Esta semana ha saltado a las pantallas de televisión y ha provocado que corran ríos de tinta, el incidente con una estudiante, Emma Busons, que por un error en el pago de las tasa de inscripción a la selectividad, al que ella era ajena, ha quedado apartada del acceso a las pruebas de selectividad a pesar de obtener una media en sus calificaciones de bachillerato de 9,4.

Cuando cerca ya de la fecha del examen, el colegio se dio cuenta de la incidencia, intentaron resolverla dirigiéndose a la administración competente en estos casos. Pero, tal como describe Pilar Rahola en la columna que escribió para La Vanguardia,

"se encontraron con una pared en forma de funcionaria que, apelando de forma intransigente a las normas, le dijo que no tenía nada que hacer. Y la enviaron al Tribunal de Incidencias, el cual, según aseguran, "no está para estos casos".
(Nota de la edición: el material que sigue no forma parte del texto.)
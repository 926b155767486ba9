//! Trade: one accounting entry produced by executing an order (§3, §4.4).

use crate::enums::{OrderSide, TradeAction};
use crate::ids::{OrderId, ParticipantId, PositionId, Symbol, TradeId};
use crate::numeric::{Money, Price, Quantity};
use chrono::{DateTime, Utc};
use serde::{Deserialize, Serialize};

#[derive(Debug, Clone, PartialEq, Serialize, Deserialize)]
pub struct Trade {
    pub id: TradeId,
    pub order_id: OrderId,
    pub participant_id: ParticipantId,
    /// Weak reference: null on close, because the position row is removed
    /// (§9, "Ownership of positions").
    pub position_id: Option<PositionId>,
    pub symbol: Symbol,
    pub side: OrderSide,
    pub quantity: Quantity,
    pub price: Price,
    pub action: TradeAction,
    pub leverage: u32,
    pub notional_value: Money,
    /// Signed: positive on open/increase, negative on close/decrease.
    pub margin_impact: Money,
    pub realized_pnl: Option<Money>,
    pub realized_pnl_pct: Option<rust_decimal::Decimal>,
    pub executed_at: DateTime<Utc>,
}

impl Trade {
    #[allow(clippy::too_many_arguments)]
    pub fn opening(
        order_id: OrderId,
        participant_id: ParticipantId,
        position_id: PositionId,
        symbol: Symbol,
        side: OrderSide,
        quantity: Quantity,
        price: Price,
        leverage: u32,
        notional_value: Money,
        margin_required: Money,
        now: DateTime<Utc>,
    ) -> Self {
        Self {
            id: TradeId::new(),
            order_id,
            participant_id,
            position_id: Some(position_id),
            symbol,
            side,
            quantity,
            price,
            action: TradeAction::Open,
            leverage,
            notional_value,
            margin_impact: margin_required,
            realized_pnl: None,
            realized_pnl_pct: None,
            executed_at: now,
        }
    }

    #[allow(clippy::too_many_arguments)]
    pub fn closing(
        order_id: OrderId,
        participant_id: ParticipantId,
        symbol: Symbol,
        side: OrderSide,
        quantity: Quantity,
        price: Price,
        leverage: u32,
        notional_value: Money,
        margin_released: Money,
        realized_pnl: Money,
        realized_pnl_pct: rust_decimal::Decimal,
        now: DateTime<Utc>,
    ) -> Self {
        Self {
            id: TradeId::new(),
            order_id,
            participant_id,
            position_id: None,
            symbol,
            side,
            quantity,
            price,
            action: TradeAction::Close,
            leverage,
            notional_value,
            margin_impact: -margin_released,
            realized_pnl: Some(realized_pnl),
            realized_pnl_pct: Some(realized_pnl_pct),
            executed_at: now,
        }
    }

    pub fn is_winner(&self) -> bool {
        self.realized_pnl.map(|p| p.is_positive()).unwrap_or(false)
    }

    pub fn is_loser(&self) -> bool {
        self.realized_pnl
            .map(|p| p.as_decimal() < rust_decimal::Decimal::ZERO)
            .unwrap_or(false)
    }
}

#[cfg(test)]
mod tests {
    use super::*;
    use rust_decimal_macros::dec;

    fn now() -> DateTime<Utc> {
        DateTime::from_timestamp(1_700_000_000, 0).unwrap()
    }

    #[test]
    fn opening_trade_has_positive_margin_impact_and_no_pnl() {
        let trade = Trade::opening(
            OrderId::new(),
            ParticipantId::new(),
            PositionId::new(),
            Symbol::new("BTCUSDT"),
            OrderSide::Buy,
            Quantity::new(dec!(0.05)),
            Price::new(dec!(100_000)),
            2,
            Money::new(dec!(5000)),
            Money::new(dec!(2500)),
            now(),
        );
        assert_eq!(trade.margin_impact.as_decimal(), dec!(2500));
        assert!(trade.realized_pnl.is_none());
        assert!(trade.position_id.is_some());
    }

    #[test]
    fn closing_trade_nulls_position_and_negates_margin_impact() {
        let trade = Trade::closing(
            OrderId::new(),
            ParticipantId::new(),
            Symbol::new("BTCUSDT"),
            OrderSide::Sell,
            Quantity::new(dec!(0.05)),
            Price::new(dec!(105_000)),
            2,
            Money::new(dec!(5250)),
            Money::new(dec!(2500)),
            Money::new(dec!(250)),
            dec!(10.0),
            now(),
        );
        assert!(trade.position_id.is_none());
        assert_eq!(trade.margin_impact.as_decimal(), dec!(-2500));
        assert!(trade.is_winner());
        assert!(!trade.is_loser());
    }
}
¿Y esto es un caso raro? Pues no, te lo encuentras constantemente en todas las organizaciones. El proceso se define para cumplir un objetivo, permite ser más eficiente en realización de una tarea y garantizar unos mínimos de calidad. Pero el fin del proceso en sí sigue siendo conseguir algo, ya sea fabricar una pieza con excelente calidad a un coste controlado o facilitar el acceso a la Universidad priorizando a los alumnos mejor preparados. Pero el proceso, con los años, acaba convirtiéndose en fin y los empleados de las empresas se acaban olvidando  de que están para servir a los clientes, tal como acostumbra a rezar en la misión de la compañía, y los funcionarios de que están para servir a los ciudadanos. Convierten  a la organización en una máquina.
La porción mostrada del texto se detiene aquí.